[Data entries]

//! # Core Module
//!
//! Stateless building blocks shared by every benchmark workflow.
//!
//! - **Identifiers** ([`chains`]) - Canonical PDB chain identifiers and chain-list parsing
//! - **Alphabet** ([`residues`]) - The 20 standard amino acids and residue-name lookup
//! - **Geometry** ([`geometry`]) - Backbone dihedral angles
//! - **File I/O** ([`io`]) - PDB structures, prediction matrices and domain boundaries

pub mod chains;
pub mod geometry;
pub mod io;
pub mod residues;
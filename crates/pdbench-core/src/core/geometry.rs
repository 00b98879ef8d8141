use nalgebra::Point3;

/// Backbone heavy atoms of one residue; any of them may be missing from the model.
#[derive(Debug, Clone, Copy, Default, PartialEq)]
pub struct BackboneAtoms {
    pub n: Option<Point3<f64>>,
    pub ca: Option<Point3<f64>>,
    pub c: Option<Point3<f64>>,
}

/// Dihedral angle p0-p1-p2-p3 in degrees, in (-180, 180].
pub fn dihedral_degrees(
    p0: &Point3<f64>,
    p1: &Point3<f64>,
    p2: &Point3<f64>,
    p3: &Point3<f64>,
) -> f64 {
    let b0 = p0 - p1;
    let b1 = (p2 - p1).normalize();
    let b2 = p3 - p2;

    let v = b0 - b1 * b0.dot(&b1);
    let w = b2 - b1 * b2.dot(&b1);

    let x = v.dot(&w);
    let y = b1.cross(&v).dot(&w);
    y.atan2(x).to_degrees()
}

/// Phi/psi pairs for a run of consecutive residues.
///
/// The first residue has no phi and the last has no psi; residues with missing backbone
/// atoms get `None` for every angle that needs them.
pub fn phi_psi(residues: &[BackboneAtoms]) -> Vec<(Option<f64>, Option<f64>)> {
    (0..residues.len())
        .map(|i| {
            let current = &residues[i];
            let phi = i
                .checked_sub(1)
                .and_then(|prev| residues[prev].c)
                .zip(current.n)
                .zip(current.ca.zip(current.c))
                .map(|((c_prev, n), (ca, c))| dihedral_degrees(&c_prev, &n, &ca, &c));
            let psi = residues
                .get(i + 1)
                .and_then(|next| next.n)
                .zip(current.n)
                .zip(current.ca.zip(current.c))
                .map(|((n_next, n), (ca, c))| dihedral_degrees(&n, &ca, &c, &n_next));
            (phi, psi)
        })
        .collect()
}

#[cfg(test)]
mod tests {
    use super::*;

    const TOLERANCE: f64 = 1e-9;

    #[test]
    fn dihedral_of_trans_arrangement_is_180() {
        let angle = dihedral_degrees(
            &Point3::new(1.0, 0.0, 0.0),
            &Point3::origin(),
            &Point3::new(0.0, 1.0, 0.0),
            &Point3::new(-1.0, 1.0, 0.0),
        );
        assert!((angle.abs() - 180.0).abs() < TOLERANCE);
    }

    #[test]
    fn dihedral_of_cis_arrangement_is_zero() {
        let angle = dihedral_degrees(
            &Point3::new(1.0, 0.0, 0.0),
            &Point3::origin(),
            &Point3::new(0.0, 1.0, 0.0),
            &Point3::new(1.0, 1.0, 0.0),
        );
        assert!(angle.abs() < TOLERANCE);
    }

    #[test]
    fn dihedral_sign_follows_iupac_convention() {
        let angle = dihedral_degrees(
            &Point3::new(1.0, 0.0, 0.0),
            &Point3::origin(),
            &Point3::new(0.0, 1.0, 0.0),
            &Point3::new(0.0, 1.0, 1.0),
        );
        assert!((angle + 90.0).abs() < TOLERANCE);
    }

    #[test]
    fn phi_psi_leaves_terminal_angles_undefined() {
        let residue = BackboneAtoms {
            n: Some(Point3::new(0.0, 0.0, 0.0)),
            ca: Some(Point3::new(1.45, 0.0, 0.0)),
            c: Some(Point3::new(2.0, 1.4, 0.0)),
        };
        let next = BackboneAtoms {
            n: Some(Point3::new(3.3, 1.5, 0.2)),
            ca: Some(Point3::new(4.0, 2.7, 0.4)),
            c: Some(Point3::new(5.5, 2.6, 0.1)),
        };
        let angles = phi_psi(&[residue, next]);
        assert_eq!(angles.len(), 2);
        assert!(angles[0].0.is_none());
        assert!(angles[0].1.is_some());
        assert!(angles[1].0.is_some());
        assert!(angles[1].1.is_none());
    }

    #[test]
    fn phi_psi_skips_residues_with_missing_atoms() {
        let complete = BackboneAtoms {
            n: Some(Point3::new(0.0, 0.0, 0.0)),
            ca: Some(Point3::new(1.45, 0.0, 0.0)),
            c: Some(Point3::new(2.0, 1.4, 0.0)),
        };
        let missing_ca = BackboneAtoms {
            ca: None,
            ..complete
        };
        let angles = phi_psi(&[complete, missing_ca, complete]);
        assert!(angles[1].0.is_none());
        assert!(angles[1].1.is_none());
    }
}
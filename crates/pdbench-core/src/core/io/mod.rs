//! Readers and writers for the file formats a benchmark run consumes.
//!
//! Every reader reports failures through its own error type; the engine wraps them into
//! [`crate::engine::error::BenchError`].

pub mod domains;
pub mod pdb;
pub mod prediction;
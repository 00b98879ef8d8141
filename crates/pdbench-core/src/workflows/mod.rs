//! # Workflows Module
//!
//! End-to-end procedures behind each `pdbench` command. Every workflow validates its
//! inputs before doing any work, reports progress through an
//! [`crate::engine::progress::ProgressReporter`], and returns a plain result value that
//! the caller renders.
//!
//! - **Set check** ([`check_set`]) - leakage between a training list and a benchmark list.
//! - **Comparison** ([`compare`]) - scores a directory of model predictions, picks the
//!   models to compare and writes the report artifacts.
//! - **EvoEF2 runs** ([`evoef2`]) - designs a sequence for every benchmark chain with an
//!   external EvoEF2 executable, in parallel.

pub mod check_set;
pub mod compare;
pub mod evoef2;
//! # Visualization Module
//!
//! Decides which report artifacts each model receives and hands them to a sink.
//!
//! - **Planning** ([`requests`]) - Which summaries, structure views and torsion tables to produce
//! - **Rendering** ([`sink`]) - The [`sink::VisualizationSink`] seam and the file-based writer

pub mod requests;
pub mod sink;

ACTION ITEM: The task calls for each record to be returned verbatim.

RESPONSE TO THE EXERCISE:
//! # Core Module
//!
//! Stateless building blocks shared by every benchmark workflow.
//!
//! - **Identifiers** ([`chains`]) - Canonical PDB chain identifiers and chain-list parsing
//! - **Alphabet** ([`residues`]) - The 20 standard amino acids and residue-name lookup
//! - **Geometry** ([`geometry`]) - Backbone dihedral angles
//! - **File I/O** ([`io`]) - PDB structures, prediction matrices and domain boundaries

pub mod chains;
pub mod geometry;
pub mod io;
pub mod residues;
filename crates/pdbench-core/src/core/geometry.rs
repository 00b98879ef8d8141
use nalgebra::Point3;

/// Backbone heavy atoms of one residue; any of them may be missing from the model.
#[derive(Debug, Clone, Copy, Default, PartialEq)]
pub struct BackboneAtoms {
    pub n: Option<Point3<f64>>,
    pub ca: Option<Point3<f64>>,
    pub c: Option<Point3<f64>>,
}

/// Dihedral angle p0-p1-p2-p3 in degrees, in (-180, 180].
pub fn dihedral_degrees(
    p0: &Point3<f64>,
    p1: &Point3<f64>,
    p2: &Point3<f64>,
    p3: &Point3<f64>,
) -> f64 {
    let b0 = p0 - p1;
    let b1 = (p2 - p1).normalize();
    let b2 = p3 - p2;

    let v = b0 - b1 * b0.dot(&b1);
    let w = b2 - b1 * b2.dot(&b1);

    let x = v.dot(&w);
    let y = b1.cross(&v).dot(&w);
    y.atan2(x).to_degrees()
}

/// Phi/psi pairs for a run of consecutive residues.
///
/// The first residue has no phi and the last has no psi; residues with missing backbone
/// atoms get `None` for every angle that needs them.
pub fn phi_psi(residues: &[BackboneAtoms]) -> Vec<(Option<f64>, Option<f64>)> {
    (0..residues.len())
        .map(|i| {
            let current = &residues[i];
            let phi = i
                .checked_sub(1)
                .and_then(|prev| residues[prev].c)
                .zip(current.n)
                .zip(current.ca.zip(current.c))
                .map(|((c_prev, n), (ca, c))| dihedral_degrees(&c_prev, &n, &ca, &c));
            let psi = residues
                .get(i + 1)
                .and_then(|next| next.n)
                .zip(current.n)
                .zip(current.ca.zip(current.c))
                .map(|((n_next, n), (ca, c))| dihedral_degrees(&n, &ca, &c, &n_next));
            (phi, psi)
        })
        .collect()
}

#[cfg(test)]
mod tests {
    use super::*;

    const TOLERANCE: f64 = 1e-9;

    #[test]
    fn dihedral_of_trans_arrangement_is_180() {
        let angle = dihedral_degrees(
            &Point3::new(1.0, 0.0, 0.0),
            &Point3::origin(),
            &Point3::new(0.0, 1.0, 0.0),
            &Point3::new(-1.0, 1.0, 0.0),
        );
        assert!((angle.abs() - 180.0).abs() < TOLERANCE);
    }

    #[test]
    fn dihedral_of_cis_arrangement_is_zero() {
        let angle = dihedral_degrees(
            &Point3::new(1.0, 0.0, 0.0),
            &Point3::origin(),
            &Point3::new(0.0, 1.0, 0.0),
            &Point3::new(1.0, 1.0, 0.0),
        );
        assert!(angle.abs() < TOLERANCE);
    }

    #[test]
    fn dihedral_sign_follows_iupac_convention() {
        let angle = dihedral_degrees(
            &Point3::new(1.0, 0.0, 0.0),
            &Point3::origin(),
            &Point3::new(0.0, 1.0, 0.0),
            &Point3::new(0.0, 1.0, 1.0),
        );
        assert!((angle + 90.0).abs() < TOLERANCE);
    }

    #[test]
    fn phi_psi_leaves_terminal_angles_undefined() {
        let residue = BackboneAtoms {
            n: Some(Point3::new(0.0, 0.0, 0.0)),
            ca: Some(Point3::new(1.45, 0.0, 0.0)),
            c: Some(Point3::new(2.0, 1.4, 0.0)),
        };
        let next = BackboneAtoms {
            n: Some(Point3::new(3.3, 1.5, 0.2)),
            ca: Some(Point3::new(4.0, 2.7, 0.4)),
            c: Some(Point3::new(5.5, 2.6, 0.1)),
        };
        let angles = phi_psi(&[residue, next]);
        assert_eq!(angles.len(), 2);
        assert!(angles[0].0.is_none());
        assert!(angles[0].1.is_some());
        assert!(angles[1].0.is_some());
        assert!(angles[1].1.is_none());
    }

    #[test]
    fn phi_psi_skips_residues_with_missing_atoms() {
        let complete = BackboneAtoms {
            n: Some(Point3::new(0.0, 0.0, 0.0)),
            ca: Some(Point3::new(1.45, 0.0, 0.0)),
            c: Some(Point3::new(2.0, 1.4, 0.0)),
        };
        let missing_ca = BackboneAtoms {
            ca: None,
            ..complete
        };
        let angles = phi_psi(&[complete, missing_ca, complete]);
        assert!(angles[1].0.is_none());
        assert!(angles[1].1.is_none());
    }
}
filename crates/pdbench-core/src/core/io/mod.rs
//! Readers and writers for the file formats a benchmark run consumes.
//!
//! Every reader reports failures through its own error type; the engine wraps them into
//! [`crate::engine::error::BenchError`].

pub mod domains;
pub mod pdb;
pub mod prediction;
repository 00b98879ef8d8141
filename crates/pdbench-core/src/workflows/mod.rs
//! # Workflows Module
//!
//! End-to-end procedures behind each `pdbench` command. Every workflow validates its
//! inputs before doing any work, reports progress through an
//! [`crate::engine::progress::ProgressReporter`], and returns a plain result value that
//! the caller renders.
//!
//! - **Set check** ([`check_set`]) - leakage between a training list and a benchmark list.
//! - **Comparison** ([`compare`]) - scores a directory of model predictions, picks the
//!   models to compare and writes the report artifacts.
//! - **EvoEF2 runs** ([`evoef2`]) - designs a sequence for every benchmark chain with an
//!   external EvoEF2 executable, in parallel.

pub mod check_set;
pub mod compare;
pub mod evoef2;
//! # Visualization Module
//!
//! Decides which report artifacts each model receives and hands them to a sink.
//!
//! - **Planning** ([`requests`]) - Which summaries, structure views and torsion tables to produce
//! - **Rendering** ([`sink`]) - The [`sink::VisualizationSink`] seam and the file-based writer

pub mod requests;
pub mod sink;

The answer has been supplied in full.